BEGIN Records supplied

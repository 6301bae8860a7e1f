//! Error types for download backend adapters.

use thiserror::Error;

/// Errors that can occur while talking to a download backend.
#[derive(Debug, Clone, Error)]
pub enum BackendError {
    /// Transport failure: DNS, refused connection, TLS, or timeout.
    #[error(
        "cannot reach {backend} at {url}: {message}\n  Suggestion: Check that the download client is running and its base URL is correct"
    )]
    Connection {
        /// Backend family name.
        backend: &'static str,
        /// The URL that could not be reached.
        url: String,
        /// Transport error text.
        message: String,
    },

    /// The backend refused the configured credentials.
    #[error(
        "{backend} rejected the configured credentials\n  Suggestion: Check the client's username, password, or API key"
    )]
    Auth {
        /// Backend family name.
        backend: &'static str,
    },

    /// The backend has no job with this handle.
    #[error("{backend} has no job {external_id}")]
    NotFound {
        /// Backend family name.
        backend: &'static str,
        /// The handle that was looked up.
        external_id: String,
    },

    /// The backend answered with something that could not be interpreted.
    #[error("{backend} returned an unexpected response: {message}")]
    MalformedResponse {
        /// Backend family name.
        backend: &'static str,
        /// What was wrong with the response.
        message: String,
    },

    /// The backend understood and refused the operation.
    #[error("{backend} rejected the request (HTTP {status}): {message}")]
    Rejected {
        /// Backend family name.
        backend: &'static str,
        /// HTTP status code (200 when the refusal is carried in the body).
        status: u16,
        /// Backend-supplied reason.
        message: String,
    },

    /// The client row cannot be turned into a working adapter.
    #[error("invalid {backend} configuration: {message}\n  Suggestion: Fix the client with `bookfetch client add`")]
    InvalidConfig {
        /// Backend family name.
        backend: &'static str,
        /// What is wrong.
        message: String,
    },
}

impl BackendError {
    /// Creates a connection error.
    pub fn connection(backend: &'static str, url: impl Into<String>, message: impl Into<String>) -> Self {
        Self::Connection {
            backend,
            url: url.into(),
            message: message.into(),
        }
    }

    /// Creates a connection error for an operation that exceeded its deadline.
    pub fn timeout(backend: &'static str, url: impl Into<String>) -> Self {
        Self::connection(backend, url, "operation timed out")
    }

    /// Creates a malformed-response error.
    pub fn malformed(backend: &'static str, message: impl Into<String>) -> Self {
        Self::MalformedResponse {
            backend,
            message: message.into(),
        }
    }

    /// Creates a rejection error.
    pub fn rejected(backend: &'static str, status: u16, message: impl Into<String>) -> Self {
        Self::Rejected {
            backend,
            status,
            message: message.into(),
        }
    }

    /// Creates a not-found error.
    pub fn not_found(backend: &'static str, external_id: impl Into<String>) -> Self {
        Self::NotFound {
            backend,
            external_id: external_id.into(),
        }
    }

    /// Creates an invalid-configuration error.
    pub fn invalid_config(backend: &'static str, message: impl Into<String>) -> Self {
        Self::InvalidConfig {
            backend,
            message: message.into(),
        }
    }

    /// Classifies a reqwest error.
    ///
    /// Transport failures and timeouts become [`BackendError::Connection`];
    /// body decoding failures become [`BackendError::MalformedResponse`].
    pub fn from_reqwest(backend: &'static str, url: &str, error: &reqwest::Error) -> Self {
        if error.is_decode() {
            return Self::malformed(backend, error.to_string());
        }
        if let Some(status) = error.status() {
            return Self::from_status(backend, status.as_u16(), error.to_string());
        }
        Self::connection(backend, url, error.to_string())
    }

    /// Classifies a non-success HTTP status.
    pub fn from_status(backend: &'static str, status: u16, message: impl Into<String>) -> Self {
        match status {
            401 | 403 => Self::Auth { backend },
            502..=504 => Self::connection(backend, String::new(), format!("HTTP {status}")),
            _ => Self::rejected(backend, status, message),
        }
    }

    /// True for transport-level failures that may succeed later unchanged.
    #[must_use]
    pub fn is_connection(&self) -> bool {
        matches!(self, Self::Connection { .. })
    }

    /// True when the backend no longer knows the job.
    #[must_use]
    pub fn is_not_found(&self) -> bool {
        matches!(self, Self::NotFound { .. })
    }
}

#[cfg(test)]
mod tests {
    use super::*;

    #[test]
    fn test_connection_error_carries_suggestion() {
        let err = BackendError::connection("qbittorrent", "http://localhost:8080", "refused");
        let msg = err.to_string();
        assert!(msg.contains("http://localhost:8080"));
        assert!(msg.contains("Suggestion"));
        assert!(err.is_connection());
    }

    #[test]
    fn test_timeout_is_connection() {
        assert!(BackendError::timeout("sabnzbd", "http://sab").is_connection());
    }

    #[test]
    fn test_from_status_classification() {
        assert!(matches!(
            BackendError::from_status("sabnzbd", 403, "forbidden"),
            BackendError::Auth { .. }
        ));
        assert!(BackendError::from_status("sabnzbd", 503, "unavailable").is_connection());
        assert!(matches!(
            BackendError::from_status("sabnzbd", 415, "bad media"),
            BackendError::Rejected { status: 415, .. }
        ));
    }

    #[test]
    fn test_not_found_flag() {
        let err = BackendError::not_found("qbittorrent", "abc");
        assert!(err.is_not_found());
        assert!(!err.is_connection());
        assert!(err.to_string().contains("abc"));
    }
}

END Records supplied

▶ _What is required_:
In the entries above, find the line with "a malformed-response error." and the line with "if let Some(status)", then restate word for word both of them and every line between, with nothing more.

▶ _Task solution_:
    /// Creates a malformed-response error.
    pub fn malformed(backend: &'static str, message: impl Into<String>) -> Self {
        Self::MalformedResponse {
            backend,
            message: message.into(),
        }
    }

    /// Creates a rejection error.
    pub fn rejected(backend: &'static str, status: u16, message: impl Into<String>) -> Self {
        Self::Rejected {
            backend,
            status,
            message: message.into(),
        }
    }

    /// Creates a not-found error.
    pub fn not_found(backend: &'static str, external_id: impl Into<String>) -> Self {
        Self::NotFound {
            backend,
            external_id: external_id.into(),
        }
    }

    /// Creates an invalid-configuration error.
    pub fn invalid_config(backend: &'static str, message: impl Into<String>) -> Self {
        Self::InvalidConfig {
            backend,
            message: message.into(),
        }
    }

    /// Classifies a reqwest error.
    ///
    /// Transport failures and timeouts become [`BackendError::Connection`];
    /// body decoding failures become [`BackendError::MalformedResponse`].
    pub fn from_reqwest(backend: &'static str, url: &str, error: &reqwest::Error) -> Self {
        if error.is_decode() {
            return Self::malformed(backend, error.to_string());
        }
        if let Some(status) = error.status() {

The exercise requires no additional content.